DeMarco: Patients with sickle cell disease experiencing acute vaso-occlusive crises require a different approach to pain management compared [with] the standard IV-to-PO opioid conversion process. In this population, around-the-clock opioid therapy is essential, and patient-controlled analgesia (PCA) is the preferred method of administration rather than transitioning to oral opioids. PCA offers several benefits, including improved analgesic control, faster access to pain relief, and greater patient autonomy. Most of the opioid dose is delivered via a continuous rate, supplemented by patient-initiated demand doses. Literature supports the use of PCA in this population because it is associated with decreased time to adequate pain control and reduced hospital length of stay. As a result, [patients with sickle cell disease] are excluded from the standard IV-to-PO opioid conversion protocol, and their management follows a separate pathway that prioritizes IV PCA therapy.

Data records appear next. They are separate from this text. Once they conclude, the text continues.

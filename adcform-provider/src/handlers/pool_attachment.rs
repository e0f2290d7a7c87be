//! Pool membership: `/mgmt/tm/ltm/pool/<pool>/members/<node>`
//!
//! Identified by "<pool>:<node>"; the pool full path never contains ':'
//! while the node ("/Common/10.0.0.1:80") always does.

use adcform_core::provider::{ProviderError, ProviderResult};
use adcform_core::resource::{Resource, ResourceId, State, Value};
use serde_json::json;

use crate::client::ApplianceClient;
use crate::codec;
use crate::provider::{op_error, required_str};
use crate::schemas::AdcSchemaConfig;
use crate::utils::uri_name;

fn member_path(pool: &str, node: &str) -> String {
    format!(
        "/mgmt/tm/ltm/pool/{}/members/{}",
        uri_name(pool),
        uri_name(node)
    )
}

/// Split "<pool>:<node>" into its parts
pub fn split_identifier(identifier: &str) -> Option<(&str, &str)> {
    identifier
        .split_once(':')
        .filter(|(pool, node)| !pool.is_empty() && !node.is_empty())
}

fn parse_identifier<'a>(id: &ResourceId, identifier: &'a str) -> ProviderResult<(&'a str, &'a str)> {
    split_identifier(identifier).ok_or_else(|| {
        ProviderError::new(format!(
            "Invalid pool attachment identifier '{}', expected <pool>:<node>",
            identifier
        ))
        .for_resource(id.clone())
    })
}

pub async fn read(
    client: &ApplianceClient,
    config: &AdcSchemaConfig,
    id: &ResourceId,
    identifier: &str,
) -> ProviderResult<State> {
    let (pool, node) = parse_identifier(id, identifier)?;

    let body = client
        .get(&member_path(pool, node))
        .await
        .map_err(op_error("read", id))?;
    let Some(body) = body else {
        return Ok(State::not_found(id.clone()));
    };

    let mut attributes = codec::decode_fields(config.fields, &body);
    attributes.insert("pool".to_string(), Value::String(pool.to_string()));
    attributes.insert("node".to_string(), Value::String(node.to_string()));
    Ok(State::existing(id.clone(), attributes).with_identifier(identifier))
}

pub async fn create(
    client: &ApplianceClient,
    config: &AdcSchemaConfig,
    resource: &Resource,
) -> ProviderResult<State> {
    let id = &resource.id;
    let pool = required_str(resource, "pool")?;
    let node = required_str(resource, "node")?;

    let mut body = codec::encode_fields(config.fields, &resource.attributes);
    body.insert("name".to_string(), json!(node));

    client
        .post(
            &format!("/mgmt/tm/ltm/pool/{}/members", uri_name(pool)),
            &serde_json::Value::Object(body),
        )
        .await
        .map_err(op_error("create", id))?;

    read(client, config, id, &format!("{}:{}", pool, node)).await
}

pub async fn update(
    client: &ApplianceClient,
    config: &AdcSchemaConfig,
    id: &ResourceId,
    identifier: &str,
    to: &Resource,
) -> ProviderResult<State> {
    let (pool, node) = parse_identifier(id, identifier)?;
    let body = codec::encode_fields(config.fields, &to.attributes);

    client
        .put(&member_path(pool, node), &serde_json::Value::Object(body))
        .await
        .map_err(op_error("update", id))?;

    read(client, config, id, identifier).await
}

pub async fn delete(client: &ApplianceClient, id: &ResourceId, identifier: &str) -> ProviderResult<()> {
    let (pool, node) = parse_identifier(id, identifier)?;
    client
        .delete(&member_path(pool, node))
        .await
        .map_err(op_error("delete", id))
}

#[cfg(test)]
mod tests {
    use super::*;

    #[test]
    fn identifier_splits_at_first_colon() {
        assert_eq!(
            split_identifier("/Common/web:/Common/10.0.0.1:80"),
            Some(("/Common/web", "/Common/10.0.0.1:80"))
        );
        assert_eq!(split_identifier("/Common/web"), None);
        assert_eq!(split_identifier(":/Common/10.0.0.1:80"), None);
    }

    #[test]
    fn member_path_uses_uri_names() {
        assert_eq!(
            member_path("/Common/web", "/Common/10.0.0.1:80"),
            "/mgmt/tm/ltm/pool/~Common~web/members/~Common~10.0.0.1:80"
        );
    }
}
//! Provider connection settings
//!
//! Read from the `provider` block of the configuration document, then
//! overridden by `ADC_*` environment variables.

use serde::Deserialize;

use crate::client::ClientError;

/// Connection settings for one appliance
#[derive(Debug, Clone, Deserialize)]
#[serde(deny_unknown_fields)]
pub struct ProviderConfig {
    /// Management address: host name, IP, or a full `https://` URL
    #[serde(default)]
    pub address: String,
    #[serde(default = "default_port")]
    pub port: u16,
    #[serde(default)]
    pub username: String,
    #[serde(default)]
    pub password: String,
    /// Obtain an auth token instead of sending basic auth on every call
    #[serde(default = "default_true")]
    pub token_auth: bool,
    /// Login provider used for token auth (e.g., "tmos", "radius")
    #[serde(default = "default_login_ref")]
    pub login_ref: String,
    /// Accept self-signed management certificates
    #[serde(default = "default_true")]
    pub insecure: bool,
    #[serde(default = "default_timeout_secs")]
    pub timeout_secs: u64,
    /// Interval between polls of long-running appliance tasks
    #[serde(default = "default_poll_interval_ms")]
    pub poll_interval_ms: u64,
}

fn default_port() -> u16 {
    443
}

fn default_true() -> bool {
    true
}

fn default_login_ref() -> String {
    "tmos".to_string()
}

fn default_timeout_secs() -> u64 {
    60
}

fn default_poll_interval_ms() -> u64 {
    3000
}

impl Default for ProviderConfig {
    fn default() -> Self {
        Self {
            address: String::new(),
            port: default_port(),
            username: String::new(),
            password: String::new(),
            token_auth: true,
            login_ref: default_login_ref(),
            insecure: true,
            timeout_secs: default_timeout_secs(),
            poll_interval_ms: default_poll_interval_ms(),
        }
    }
}

impl ProviderConfig {
    /// Parse the `provider` block; an absent block yields the defaults
    pub fn from_json(value: &serde_json::Value) -> Result<Self, ClientError> {
        if value.is_null() {
            return Ok(Self::default());
        }
        serde_json::from_value(value.clone())
            .map_err(|e| ClientError::Config(format!("invalid provider block: {}", e)))
    }

    /// Apply `ADC_*` overrides from the process environment
    pub fn with_env_overrides(self) -> Self {
        self.with_overrides(|key| std::env::var(key).ok())
    }

    /// Apply `ADC_*` overrides from any lookup; unparsable values are ignored
    pub fn with_overrides(mut self, lookup: impl Fn(&str) -> Option<String>) -> Self {
        if let Some(v) = lookup("ADC_HOST") {
            self.address = v;
        }
        if let Some(v) = lookup("ADC_PORT").and_then(|v| v.parse().ok()) {
            self.port = v;
        }
        if let Some(v) = lookup("ADC_USERNAME") {
            self.username = v;
        }
        if let Some(v) = lookup("ADC_PASSWORD") {
            self.password = v;
        }
        if let Some(v) = lookup("ADC_LOGIN_REF") {
            self.login_ref = v;
        }
        if let Some(v) = lookup("ADC_TOKEN_AUTH").and_then(|v| parse_bool(&v)) {
            self.token_auth = v;
        }
        if let Some(v) = lookup("ADC_INSECURE").and_then(|v| parse_bool(&v)) {
            self.insecure = v;
        }
        self
    }

    /// Check that the settings are usable
    pub fn validate(&self) -> Result<(), ClientError> {
        if self.address.is_empty() {
            return Err(ClientError::Config(
                "address is required (provider block or ADC_HOST)".to_string(),
            ));
        }
        if self.username.is_empty() {
            return Err(ClientError::Config(
                "username is required (provider block or ADC_USERNAME)".to_string(),
            ));
        }
        Ok(())
    }

    /// Base URL of the management API
    pub fn base_url(&self) -> String {
        if self.address.starts_with("https://") || self.address.starts_with("http://") {
            self.address.trim_end_matches('/').to_string()
        } else {
            format!("https://{}:{}", self.address, self.port)
        }
    }
}

fn parse_bool(value: &str) -> Option<bool> {
    match value.to_ascii_lowercase().as_str() {
        "1" | "true" | "yes" => Some(true),
        "0" | "false" | "no" => Some(false),
        _ => None,
    }
}

#[cfg(test)]
mod tests {
    use super::*;
    use std::collections::HashMap;

    #[test]
    fn defaults_fill_missing_settings() {
        let config =
            ProviderConfig::from_json(&serde_json::json!({"address": "10.1.1.4"})).unwrap();
        assert_eq!(config.port, 443);
        assert!(config.token_auth);
        assert_eq!(config.login_ref, "tmos");
        assert_eq!(config.poll_interval_ms, 3000);
        assert_eq!(config.base_url(), "https://10.1.1.4:443");
    }

    #[test]
    fn unknown_settings_are_rejected() {
        let err = ProviderConfig::from_json(&serde_json::json!({"adress": "x"})).unwrap_err();
        assert!(matches!(err, ClientError::Config(_)));
    }

    #[test]
    fn environment_overrides_the_document() {
        let env: HashMap<&str, &str> = HashMap::from([
            ("ADC_HOST", "bigip.example.com"),
            ("ADC_PORT", "8443"),
            ("ADC_TOKEN_AUTH", "false"),
            ("ADC_INSECURE", "not-a-bool"),
        ]);
        let config = ProviderConfig::default()
            .with_overrides(|key| env.get(key).map(|v| v.to_string()));

        assert_eq!(config.base_url(), "https://bigip.example.com:8443");
        assert!(!config.token_auth);
        assert!(config.insecure);
    }

    #[test]
    fn url_address_is_used_as_is() {
        let config = ProviderConfig {
            address: "http://127.0.0.1:9000/".to_string(),
            ..Default::default()
        };
        assert_eq!(config.base_url(), "http://127.0.0.1:9000");
    }

    #[test]
    fn validate_requires_address_and_username() {
        assert!(ProviderConfig::default().validate().is_err());
        let config = ProviderConfig {
            address: "10.1.1.4".to_string(),
            username: "admin".to_string(),
            ..Default::default()
        };
        assert!(config.validate().is_ok());
    }
}
//! WAF entity builders, signature lookup and policy-builder suggestion export

use std::collections::HashMap;

use adcform_core::provider::{ProviderError, ProviderResult};
use adcform_core::resource::{Resource, ResourceId, Value};
use log::debug;
use serde_json::json;

use crate::client::ApplianceClient;
use crate::provider::{op_error, required_str};

pub const POLICIES_PATH: &str = "/mgmt/tm/asm/policies";
const SIGNATURES_PATH: &str = "/mgmt/tm/asm/signatures";
const EXPORT_SUGGESTIONS_PATH: &str = "/mgmt/tm/asm/tasks/export-suggestions";

fn insert_str(entity: &mut serde_json::Map<String, serde_json::Value>, key: &str, value: Option<&str>) {
    if let Some(v) = value {
        entity.insert(key.to_string(), json!(v));
    }
}

fn insert_bool(
    entity: &mut serde_json::Map<String, serde_json::Value>,
    key: &str,
    value: Option<bool>,
) {
    if let Some(v) = value {
        entity.insert(key.to_string(), json!(v));
    }
}

/// `[{"signatureId": N, "enabled": false}]` for every disabled signature
fn signature_overrides(resource: &Resource) -> Vec<serde_json::Value> {
    resource
        .get_list("signature_overrides_disable")
        .iter()
        .filter_map(|v| match v {
            Value::Int(id) => Some(json!({ "signatureId": id, "enabled": false })),
            _ => None,
        })
        .collect()
}

/// `waf_entity_url`
pub fn build_url(resource: &Resource) -> ProviderResult<serde_json::Value> {
    let mut entity = serde_json::Map::new();
    entity.insert("name".to_string(), json!(required_str(resource, "name")?));
    insert_str(&mut entity, "description", resource.get_str("description"));
    entity.insert(
        "type".to_string(),
        json!(resource.get_str("type").unwrap_or("explicit")),
    );
    entity.insert(
        "protocol".to_string(),
        json!(resource.get_str("protocol").unwrap_or("http")),
    );
    entity.insert(
        "method".to_string(),
        json!(resource.get_str("method").unwrap_or("*")),
    );
    entity.insert(
        "performStaging".to_string(),
        json!(resource.get_bool("perform_staging").unwrap_or(false)),
    );

    let overrides = signature_overrides(resource);
    if !overrides.is_empty() {
        entity.insert("signatureOverrides".to_string(), json!(overrides));
    }

    let mut method_overrides = Vec::new();
    for (key, allowed) in [
        ("method_overrides_allow", true),
        ("method_overrides_disallow", false),
    ] {
        for method in resource.get_list(key).iter().filter_map(Value::as_str) {
            method_overrides.push(json!({ "method": method, "allowed": allowed }));
        }
    }
    if !method_overrides.is_empty() {
        entity.insert("methodOverrides".to_string(), json!(method_overrides));
    }

    Ok(serde_json::Value::Object(entity))
}

/// `waf_entity_parameter`
pub fn build_parameter(resource: &Resource) -> ProviderResult<serde_json::Value> {
    let mut entity = serde_json::Map::new();
    entity.insert("name".to_string(), json!(required_str(resource, "name")?));
    insert_str(&mut entity, "description", resource.get_str("description"));
    entity.insert(
        "type".to_string(),
        json!(resource.get_str("type").unwrap_or("explicit")),
    );
    entity.insert(
        "valueType".to_string(),
        json!(resource.get_str("value_type").unwrap_or("user-input")),
    );
    entity.insert(
        "level".to_string(),
        json!(resource.get_str("level").unwrap_or("global")),
    );
    if let Some(url) = resource.get_str("url") {
        entity.insert("url".to_string(), json!({ "name": url, "method": "*", "protocol": "http", "type": "explicit" }));
    }

    for (attr, key, default) in [
        ("allow_empty_type", "allowEmptyValue", true),
        ("allow_repeated_parameter_name", "allowRepeatedParameterName", true),
        ("attack_signatures_check", "attackSignaturesCheck", true),
        ("perform_staging", "performStaging", false),
        ("is_base64", "decodeValueAsBase64", false),
        ("is_cookie", "isCookie", false),
        ("is_header", "isHeader", false),
        ("mandatory", "mandatory", false),
        ("sensitive_parameter", "sensitiveParameter", false),
    ] {
        insert_bool(
            &mut entity,
            key,
            Some(resource.get_bool(attr).unwrap_or(default)),
        );
    }
    // The appliance expects "enabled"/"disabled" for base64 decoding
    if let Some(decode) = entity.get("decodeValueAsBase64").and_then(|v| v.as_bool()) {
        entity.insert(
            "decodeValueAsBase64".to_string(),
            json!(if decode { "enabled" } else { "disabled" }),
        );
    }

    let overrides = signature_overrides(resource);
    if !overrides.is_empty() {
        entity.insert("signatureOverrides".to_string(), json!(overrides));
    }

    Ok(serde_json::Value::Object(entity))
}

/// `waf_signatures`: read the signature, return its observed attributes and
/// the policy signature entry
pub async fn build_signature(
    client: &ApplianceClient,
    resource: &Resource,
) -> ProviderResult<(HashMap<String, Value>, serde_json::Value)> {
    let id = &resource.id;
    let signature_id = resource.get_int("signature_id").ok_or_else(|| {
        ProviderError::new("Missing required attribute 'signature_id'").for_resource(id.clone())
    })?;

    let filter = format!("signatureId eq {}", signature_id);
    let body = client
        .get_with_query(SIGNATURES_PATH, &[("$filter", &filter)])
        .await
        .map_err(op_error("read signature", id))?;
    let signature = body
        .as_ref()
        .and_then(|b| b.get("items"))
        .and_then(|items| items.as_array())
        .and_then(|items| items.first())
        .ok_or_else(|| {
            ProviderError::new(format!("Signature {} not found", signature_id))
                .for_resource(id.clone())
        })?;

    let mut observed = HashMap::new();
    for (attr, key) in [
        ("name", "name"),
        ("system_signature_id", "id"),
        ("signature_type", "signatureType"),
        ("accuracy", "accuracy"),
        ("risk", "risk"),
    ] {
        if let Some(v) = signature.get(key).and_then(|v| v.as_str()) {
            observed.insert(attr.to_string(), Value::String(v.to_string()));
        }
    }

    let entry = json!({
        "signatureId": signature_id,
        "enabled": resource.get_bool("enabled").unwrap_or(true),
        "performStaging": resource.get_bool("perform_staging").unwrap_or(true),
    });
    Ok((observed, entry))
}

/// Look up a policy id by full path
pub async fn policy_id(
    client: &ApplianceClient,
    id: &ResourceId,
    full_path: &str,
) -> ProviderResult<String> {
    let filter = format!("fullPath eq '{}'", full_path);
    let body = client
        .get_with_query(POLICIES_PATH, &[("$filter", &filter)])
        .await
        .map_err(op_error("look up policy", id))?;

    body.as_ref()
        .and_then(|b| b.get("items"))
        .and_then(|items| items.as_array())
        .and_then(|items| items.first())
        .and_then(|policy| policy.get("id"))
        .and_then(|v| v.as_str())
        .map(String::from)
        .ok_or_else(|| {
            ProviderError::new(format!("Policy {} not found", full_path)).for_resource(id.clone())
        })
}

/// `waf_pb_suggestions`: start an export task and poll it until it settles.
///
/// Returns the policy id and the task result.
pub async fn export_suggestions(
    client: &ApplianceClient,
    resource: &Resource,
) -> ProviderResult<(String, serde_json::Value)> {
    let id = &resource.id;
    let policy_name = required_str(resource, "policy_name")?;
    let policy_id = policy_id(client, id, policy_name).await?;

    let mut request = json!({
        "inline": true,
        "policyReference": {
            "link": format!("https://localhost{}/{}", POLICIES_PATH, policy_id)
        },
    });
    if let Some(score) = resource.get_int("minimum_learning_score")
        && score > 0
    {
        request["filter"] = json!(format!("score gt {}", score));
    }

    let task = client
        .post(EXPORT_SUGGESTIONS_PATH, &request)
        .await
        .map_err(op_error("export suggestions", id))?;
    let task_id = task.get("id").and_then(|v| v.as_str()).ok_or_else(|| {
        ProviderError::new("Export task returned no id").for_resource(id.clone())
    })?;

    let result = wait_for_task(client, id, &format!("{}/{}", EXPORT_SUGGESTIONS_PATH, task_id)).await?;
    Ok((policy_id, result))
}

/// Poll a task until COMPLETED (its result) or FAILURE (an error)
async fn wait_for_task(
    client: &ApplianceClient,
    id: &ResourceId,
    path: &str,
) -> ProviderResult<serde_json::Value> {
    loop {
        let task = client
            .get(path)
            .await
            .map_err(op_error("poll task", id))?
            .ok_or_else(|| {
                ProviderError::new(format!("Task {} disappeared", path)).for_resource(id.clone())
            })?;

        let status = task.get("status").and_then(|s| s.as_str()).unwrap_or("");
        match status {
            "COMPLETED" => {
                return Ok(task.get("result").cloned().unwrap_or(serde_json::Value::Null));
            }
            "FAILURE" => {
                let message = task
                    .get("result")
                    .and_then(|r| r.get("message"))
                    .and_then(|m| m.as_str())
                    .unwrap_or("no details");
                return Err(
                    ProviderError::new(format!("Task failed: {}", message)).for_resource(id.clone())
                );
            }
            _ => {
                debug!("Task {} is {}", path, status);
                tokio::time::sleep(client.poll_interval()).await;
            }
        }
    }
}

#[cfg(test)]
mod tests {
    use super::*;

    fn s(v: &str) -> Value {
        Value::String(v.to_string())
    }

    #[test]
    fn url_entity_carries_overrides() {
        let resource = Resource::new("waf_entity_url", "login")
            .with_attribute("name", s("/login"))
            .with_attribute("method", s("POST"))
            .with_attribute(
                "signature_overrides_disable",
                Value::List(vec![Value::Int(200001), Value::Int(200002)]),
            )
            .with_attribute("method_overrides_allow", Value::List(vec![s("PUT")]));

        let entity = build_url(&resource).unwrap();

        assert_eq!(
            entity,
            json!({
                "name": "/login",
                "type": "explicit",
                "protocol": "http",
                "method": "POST",
                "performStaging": false,
                "signatureOverrides": [
                    {"signatureId": 200001, "enabled": false},
                    {"signatureId": 200002, "enabled": false}
                ],
                "methodOverrides": [{"method": "PUT", "allowed": true}]
            })
        );
    }

    #[test]
    fn parameter_entity_applies_defaults() {
        let resource = Resource::new("waf_entity_parameter", "user")
            .with_attribute("name", s("username"))
            .with_attribute("sensitive_parameter", Value::Bool(true));

        let entity = build_parameter(&resource).unwrap();

        assert_eq!(entity["name"], "username");
        assert_eq!(entity["valueType"], "user-input");
        assert_eq!(entity["sensitiveParameter"], true);
        assert_eq!(entity["allowEmptyValue"], true);
        assert_eq!(entity["decodeValueAsBase64"], "disabled");
        assert!(entity.get("signatureOverrides").is_none());
    }

    #[test]
    fn url_entity_requires_name() {
        assert!(build_url(&Resource::new("waf_entity_url", "x")).is_err());
    }
}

Pharmacy Times: What is the pharmacist's role in the IV-to-PO opioid conversion process?
DeMarco: Pharmacists play a central role in identifying opportunities to safely transition patients from IV to oral opioid therapy. They review active IV opioid orders for clinical appropriateness, assess eligibility based on protocol criteria, and determine whether deescalation or conversion is appropriate. When conversion is appropriate, the pharmacist calculates an equipotent oral dose and modifies the order accordingly in line with the protocol. In addition, pharmacists collaborate closely with nursing staff and the care team to ensure that changes are clearly communicated and implemented safely. This process supports opioid stewardship efforts by reducing unnecessary IV opioid use while maintaining effective pain management.
Pharmacy Times: How does the pharmacist determine the appropriate oral opioid dose when converting from IV?
DeMarco: Pharmacists determine the appropriate oral opioid dose by calculating equipotent dosing using morphine milligram equivalents to ensure a clinically appropriate and safe conversion. The protocol includes a dosing conversion chart that serves as a standardized reference, outlining recommended oral doses for oxycodone, hydromorphone, and tramadol based on the specific IV opioid and dose administered. This tool helps guide consistent and evidence-based conversions while allowing pharmacists to tailor therapy based on patient-specific factors such as renal function, allergy history, and pain control needs.
Pharmacy Times: What is unique about this initiative? Compared to other health institutions/health systems, how does Shore Medical stand out in this area?
DeMarco: What makes this initiative unique is that it is pharmacy-driven, meaning pharmacists at Shore Medical Center evaluate, modify, and convert IV opioid orders to oral without needing to wait for a physician to initiate the change. This proactive approach streamlines the transition from IV to oral therapy.
Additionally, Shore has embedded this protocol into a broader opioid stewardship initiative, which includes prioritizing non-opioid therapies in the ED, establishing care coordination with community partners, and maintaining criteria for IV opioid use. Few institutions of our size have implemented such a robust, pharmacist-led protocol with clearly defined criteria, exclusion populations, and a detailed conversion framework. This initiative reflects Shore’s commitment to interdisciplinary collaboration and reducing opioid-related harm while still ensuring effective pain control.